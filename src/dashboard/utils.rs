// ダッシュボード用ユーティリティ関数

use tracing_appender::non_blocking::WorkerGuard;
use tracing_subscriber::{fmt, layer::SubscriberExt, util::SubscriberInitExt, EnvFilter, Layer, Registry};

use super::config_manager::LogConfig;

/// ログ初期化
///
/// `RUST_LOG`が設定されていればそれを優先し、無ければ設定ファイルのレベルを使う。
/// ファイル出力が有効な場合は日次ローテーションのファイルにも書き出し、
/// 返されたガードが破棄されるまで書き込みが続く。
pub fn init_logging(config: &LogConfig) -> anyhow::Result<Option<WorkerGuard>> {
    let env_filter = EnvFilter::try_from_default_env()
        .or_else(|_| EnvFilter::try_new(&config.log_level))
        .or_else(|_| EnvFilter::try_new("info"))?;

    let (file_layer, guard) = if config.enable_file_logging {
        let log_dir = config.resolve_log_dir()?;
        std::fs::create_dir_all(&log_dir)?;

        let appender = tracing_appender::rolling::daily(&log_dir, "chatboard.log");
        let (writer, guard) = tracing_appender::non_blocking(appender);

        let layer: Box<dyn Layer<Registry> + Send + Sync> = if config.json_format {
            fmt::layer().json().with_writer(writer).with_ansi(false).boxed()
        } else {
            fmt::layer().with_writer(writer).with_ansi(false).boxed()
        };
        (Some(layer), Some(guard))
    } else {
        (None, None)
    };

    tracing_subscriber::registry()
        .with(file_layer)
        .with(
            fmt::layer()
                .with_writer(std::io::stderr)
                .with_target(false)
                .with_thread_ids(false)
                .with_file(false)
                .with_line_number(false)
                .compact(),
        )
        .with(env_filter)
        .try_init()?;

    Ok(guard)
}

/// 3桁区切りの数値表記（例: 1,234）
pub fn format_count(value: usize) -> String {
    let digits = value.to_string();
    let mut formatted = String::with_capacity(digits.len() + digits.len() / 3);
    for (i, ch) in digits.chars().enumerate() {
        if i > 0 && (digits.len() - i) % 3 == 0 {
            formatted.push(',');
        }
        formatted.push(ch);
    }
    formatted
}

/// 表示幅に収まるよう文字列を切り詰める
pub fn truncate_chars(value: &str, max_chars: usize) -> String {
    if value.chars().count() <= max_chars {
        return value.to_string();
    }
    let mut truncated: String = value.chars().take(max_chars.saturating_sub(1)).collect();
    truncated.push('…');
    truncated
}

#####

_Exercise_
In restating the data, begin at its first line, reproduce each line word for word, and conclude with the line that contains "(None, None)".

_Output for this exercise_
filename src/dashboard/utils.rs
// ダッシュボード用ユーティリティ関数

use tracing_appender::non_blocking::WorkerGuard;
use tracing_subscriber::{fmt, layer::SubscriberExt, util::SubscriberInitExt, EnvFilter, Layer, Registry};

use super::config_manager::LogConfig;

/// ログ初期化
///
/// `RUST_LOG`が設定されていればそれを優先し、無ければ設定ファイルのレベルを使う。
/// ファイル出力が有効な場合は日次ローテーションのファイルにも書き出し、
/// 返されたガードが破棄されるまで書き込みが続く。
pub fn init_logging(config: &LogConfig) -> anyhow::Result<Option<WorkerGuard>> {
    let env_filter = EnvFilter::try_from_default_env()
        .or_else(|_| EnvFilter::try_new(&config.log_level))
        .or_else(|_| EnvFilter::try_new("info"))?;

    let (file_layer, guard) = if config.enable_file_logging {
        let log_dir = config.resolve_log_dir()?;
        std::fs::create_dir_all(&log_dir)?;

        let appender = tracing_appender::rolling::daily(&log_dir, "chatboard.log");
        let (writer, guard) = tracing_appender::non_blocking(appender);

        let layer: Box<dyn Layer<Registry> + Send + Sync> = if config.json_format {
            fmt::layer().json().with_writer(writer).with_ansi(false).boxed()
        } else {
            fmt::layer().with_writer(writer).with_ansi(false).boxed()
        };
        (Some(layer), Some(guard))
    } else {
        (None, None)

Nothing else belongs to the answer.